51-Arabamın Arka Koltuğunda

Norman:

"Neden onu kabul edemiyoruz? Durumu çok kötü," Maximus'un sesi yükselmişti, ancak bana karşı değil. Öfkesi, arabasının etrafında dolaşırken duyduğu saf hayal kırıklığından kaynaklanıyordu. Arka koltuğun kapısı açık bırakılmış, yaralı Helanie'yi gösteriyordu. Onu görmek gerçekten yıkıcıydı, herkes ona acırdı. Ama ben değil.

Derinden etkilenmiş hissetmiyordum.
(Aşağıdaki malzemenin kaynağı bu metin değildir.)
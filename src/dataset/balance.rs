use rand::{rngs::StdRng, seq::SliceRandom, SeedableRng};
use std::collections::BTreeMap;
use tracing::{debug, info};

use super::types::Article;
use super::TARGET_DATASET;

pub const DEFAULT_TARGET_SIZE: usize = 5000;
pub const DEFAULT_SEED: u64 = 42;

/// Cap every category at `target_size` articles and shuffle the result.
///
/// Categories are visited in sorted order. Oversized categories keep their
/// last `target_size` rows. The shuffle is seeded, so the same corpus and
/// seed always give the same order.
pub fn balance(articles: Vec<Article>, target_size: usize, seed: u64) -> Vec<Article> {
    let total = articles.len();

    let mut groups: BTreeMap<String, Vec<Article>> = BTreeMap::new();
    for article in articles {
        groups
            .entry(article.category.clone())
            .or_default()
            .push(article);
    }

    let mut balanced = Vec::with_capacity(total.min(groups.len().saturating_mul(target_size)));
    for (category, mut group) in groups {
        if group.len() > target_size {
            debug!(
                target: TARGET_DATASET,
                "Truncating '{}' from {} to {} articles",
                category,
                group.len(),
                target_size
            );
            let excess = group.len() - target_size;
            group.drain(..excess);
        }
        balanced.extend(group);
    }

    let mut rng = StdRng::seed_from_u64(seed);
    balanced.shuffle(&mut rng);

    info!(
        target: TARGET_DATASET,
        "Balanced corpus: {} of {} articles (target {} per category)",
        balanced.len(),
        total,
        target_size
    );
    balanced
}
use std::io;
use tracing_appender::rolling;
use tracing_subscriber::fmt;
use tracing_subscriber::layer::SubscriberExt;
use tracing_subscriber::prelude::*;
use tracing_subscriber::EnvFilter;

const DEFAULT_CONSOLE_FILTER: &str = "info,text=info,analysis=info,dataset=info,dates=warn";
const DEFAULT_FILE_FILTER: &str = "debug,dates=info";

/// Console logging on stderr, filtered by `RUST_LOG` when set, plus a daily
/// rolling debug log under `logs/`. Stdout is left to reports.
pub fn configure_logging() {
    let console_filter = EnvFilter::try_from_default_env()
        .unwrap_or_else(|_| EnvFilter::new(DEFAULT_CONSOLE_FILTER));

    let console_log = fmt::layer()
        .with_writer(io::stderr)
        .with_filter(console_filter);

    let file_appender = rolling::daily("logs", "bangla-eda.log");
    let file_log = fmt::layer()
        .with_ansi(false)
        .with_writer(file_appender)
        .with_filter(EnvFilter::new(DEFAULT_FILE_FILTER));

    tracing_subscriber::Registry::default()
        .with(console_log)
        .with(file_log)
        .init();
}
Tepkim öğrenilmiş bir davranıştı. Sadece ona acımam gerektiğini biliyordum ve yapmaya çalıştığım şey buydu.

"Akademimizin haberlere çıkmasını mı istiyorsun? Bugün sahip olduğumuz başarı seviyesine ulaşmak için yorulmadan çalıştık. Kimse için risk almıyorum—özellikle de onun için," dedim, ona doğru işaret ederek. Denedim. Ama onun gibi biri uğruna her şeyden vazgeçecekmiş gibi davranamıyordum.

Hayatımıza adım attığından beri dikkatimizi çekmeye çalışıyordu. Ve saf kardeşlerim onun masumiyetine kapılmıştı.